Question

A capillary tube of a uniform bore is dipped vertically in water which rises by 7cm in the tube. Find the radius of the capillary tube if surface tension is $70\;{\rm{dynes/cm}}$, Take $g = 9.8\;{\rm{m/}}{{\rm{s}}^2}$.

Answer 1

Use the conversion $1\;{\rm{dyne}} = {10^{ - 5}}\;{\rm{N}}$ and use the formula for the rise in tube is directly proportional to surface tension and inversely proportional to density of the liquid and radius of the capillary tube.

Complete step by step solution:
We know from the question that the rise of water in the tube is $h = 7\;{\rm{cm}}$, the surface tension is $T = 70\;{\rm{dynes/cm}}$ and for water, the angle of contact is $\theta = 0$.

We have to convert the units into MKS units to make our calculation easy and error free.
$h = 7\;{\rm{cm}} = 7 \times {10^{ - 2}}\;{\rm{m}}$ and $T = 70\;{\rm{dynes/cm}} = 70 \times {10^{ - 3}}\;{\rm{N/m}}$.

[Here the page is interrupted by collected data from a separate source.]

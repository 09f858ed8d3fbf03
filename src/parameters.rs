//! The append-only parameter set of one pipeline run.

use crate::{error::Result, PipelineError};
use std::collections::{BTreeMap, BTreeSet};

/// Resolved parameters of a pipeline run.
///
/// A name is written at most once. Templates read a snapshot of the set
/// taken when they start; only the executor commits new values.
#[derive(Debug, Clone, Default, PartialEq, Eq)]
pub struct ParameterSet {
    values: BTreeMap<String, String>,
}

impl ParameterSet {
    pub fn new() -> Self {
        Self::default()
    }

    /// Commit a value. Writing a name twice is an internal error.
    pub fn insert(&mut self, name: impl Into<String>, value: impl Into<String>) -> Result<()> {
        let name = name.into();
        if self.values.contains_key(&name) {
            return Err(PipelineError::Unexpected(format!(
                "Parameter {{{}}} is already defined and cannot be overwritten",
                name
            )));
        }
        self.values.insert(name, value.into());
        Ok(())
    }

    pub fn get(&self, name: &str) -> Option<&str> {
        self.values.get(name).map(String::as_str)
    }

    pub fn contains(&self, name: &str) -> bool {
        self.values.contains_key(name)
    }

    pub fn len(&self) -> usize {
        self.values.len()
    }

    pub fn is_empty(&self) -> bool {
        self.values.is_empty()
    }

    /// Names of all resolved parameters.
    pub fn names(&self) -> BTreeSet<String> {
        self.values.keys().cloned().collect()
    }

    /// A copy of the current values, handed to a starting template.
    pub fn snapshot(&self) -> BTreeMap<String, String> {
        self.values.clone()
    }

    /// Keep only the named parameters.
    pub fn retain_names(&mut self, keep: &BTreeSet<String>) {
        self.values.retain(|name, _| keep.contains(name));
    }

    pub fn into_inner(self) -> BTreeMap<String, String> {
        self.values
    }
}

impl FromIterator<(String, String)> for ParameterSet {
    fn from_iter<I: IntoIterator<Item = (String, String)>>(iter: I) -> Self {
        Self {
            values: iter.into_iter().collect(),
        }
    }
}

#[cfg(test)]
mod tests {
    use super::*;

    #[test]
    fn test_insert_and_get() {
        let mut params = ParameterSet::new();
        params.insert("name", "Alice").unwrap();
        assert_eq!(params.get("name"), Some("Alice"));
        assert!(params.contains("name"));
        assert_eq!(params.len(), 1);
    }

    #[test]
    fn test_overwrite_is_rejected() {
        let mut params = ParameterSet::new();
        params.insert("x", "1").unwrap();
        let err = params.insert("x", "2").unwrap_err();
        assert!(err.is_unexpected());
        assert_eq!(params.get("x"), Some("1"));
    }

    #[test]
    fn test_retain_names() {
        let mut params: ParameterSet = [("a", "1"), ("b", "2")]
            .into_iter()
            .map(|(k, v)| (k.to_string(), v.to_string()))
            .collect();
        params.retain_names(&BTreeSet::from(["b".to_string()]));
        assert_eq!(params.names(), BTreeSet::from(["b".to_string()]));
    }
}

We know the formula of rise of liquid in the capillary is,
$h = \dfrac{{2T\cos \theta }}{{r\rho g}}$
Here, $r$ is the rise in the capillary, $\rho$ is the density of the water, which we know that it is equal to $1000\;{\rm{kg/}}{{\rm{m}}^{\rm{3}}}$.

Now we substitute the value $7 \times {10^{ - 2}}\;{\rm{m}}$ as $h$, $70 \times {10^{ - 3}}\;{\rm{N/m}}$ as $T$, $9.8\;{\rm{m/}}{{\rm{s}}^2}$ as $g$, $1000\;{\rm{kg/}}{{\rm{m}}^{\rm{3}}}$ as $\rho$ and $0$ as $\theta$ in the above equation, we get,
$7 \times {10^{ - 2}}\;{\rm{m}} = \dfrac{{2 \times 70 \times {{10}^{ - 3}}\;{\rm{N/m}} \times \cos 0}}{{r \times 1000\;{\rm{kg/}}{{\rm{m}}^{\rm{3}}} \times 9.8\;{\rm{m/}}{{\rm{s}}^2}}}\\\ r = \dfrac{{2 \times 70 \times {{10}^{ - 3}}}}{{1000 \times 9.8 \times 7}}\\\ = 0.2 \times {10^{ - 3}}\;{\rm{m}}$

After simplifying the above value, we get $r = {\rm{0}}{\rm{.2}}\;{\rm{mm}}$.

Hence, the radius of the capillary tube is $r = {\rm{0}}{\rm{.2}}\;{\rm{mm}}$.

Additional information: The phenomenon of fall or rise of the liquid in the capillary tube is termed as capillary action. For example: The tip of the nib of a pen is split to provide capillary action.

Note: When a capillary tube having radius $r$ is dipped into the liquid of density $\rho$ and the surface tension $T$, the rise and fall of the liquid is expressed as $h = \dfrac{{2T\cos \theta }}{{r\rho g}}$.